*** Begin section ***

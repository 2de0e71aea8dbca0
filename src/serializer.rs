//! MakeCode Arcade image literals.
//!
//! A single image is written as
//!
//! ```text
//! img`
//! 0110
//! 1001
//! `
//! ```
//!
//! with one token per pixel, the token being the pixel's position in the
//! palette. An animation is a bracketed list of such literals, each indented
//! one level deeper and followed by a comma.

use crate::color::Color;
use crate::error::{Error, Result};
use crate::palette::Palette;
use crate::quantizer::QuantizedImage;
use std::collections::HashMap;

const OPEN: &str = "img`";
const CLOSE: &str = "`";
const INDENT: &str = "    ";

/// Token lookup for one palette, first position wins for repeated colors.
struct Tokens {
    by_color: HashMap<Color, String>,
}

impl Tokens {
    fn new(palette: &Palette) -> Self {
        let by_color = palette
            .positions()
            .into_iter()
            .map(|(color, position)| (color, palette.token(position)))
            .collect();
        Self { by_color }
    }

    fn write_rows(&self, image: &QuantizedImage, indent: &str, out: &mut String) -> Result<()> {
        for row in image.image().rows() {
            out.push_str(indent);
            for pixel in row {
                let color = Color::from(*pixel);
                let token = self
                    .by_color
                    .get(&color)
                    .ok_or(Error::ColorNotInPalette { color })?;
                out.push_str(token);
            }
            out.push('\n');
        }
        Ok(())
    }
}

pub fn serialize_image(image: &QuantizedImage, palette: &Palette) -> Result<String> {
    let tokens = Tokens::new(palette);
    let mut out = String::new();
    out.push_str(OPEN);
    out.push('\n');
    tokens.write_rows(image, "", &mut out)?;
    out.push_str(CLOSE);
    Ok(out)
}

pub fn serialize_animation(frames: &[QuantizedImage], palette: &Palette) -> Result<String> {
    let tokens = Tokens::new(palette);
    let row_indent = INDENT.repeat(2);
    let mut out = String::from("[\n");
    for frame in frames {
        out.push_str(INDENT);
        out.push_str(OPEN);
        out.push('\n');
        tokens.write_rows(frame, &row_indent, &mut out)?;
        out.push_str(INDENT);
        out.push_str(CLOSE);
        out.push_str(",\n");
    }
    out.push(']');
    Ok(out)
}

*** End section ***

* What to produce
Only the lines from the start of the material through the line containing "const OPEN: &str" should be repeated, and they should be repeated exactly.

* Response area
repository 2de0e71aea8dbca0
filename src/serializer.rs
//! MakeCode Arcade image literals.
//!
//! A single image is written as
//!
//! ```text
//! img`
//! 0110
//! 1001
//! `
//! ```
//!
//! with one token per pixel, the token being the pixel's position in the
//! palette. An animation is a bracketed list of such literals, each indented
//! one level deeper and followed by a comma.

use crate::color::Color;
use crate::error::{Error, Result};
use crate::palette::Palette;
use crate::quantizer::QuantizedImage;
use std::collections::HashMap;

const OPEN: &str = "img`";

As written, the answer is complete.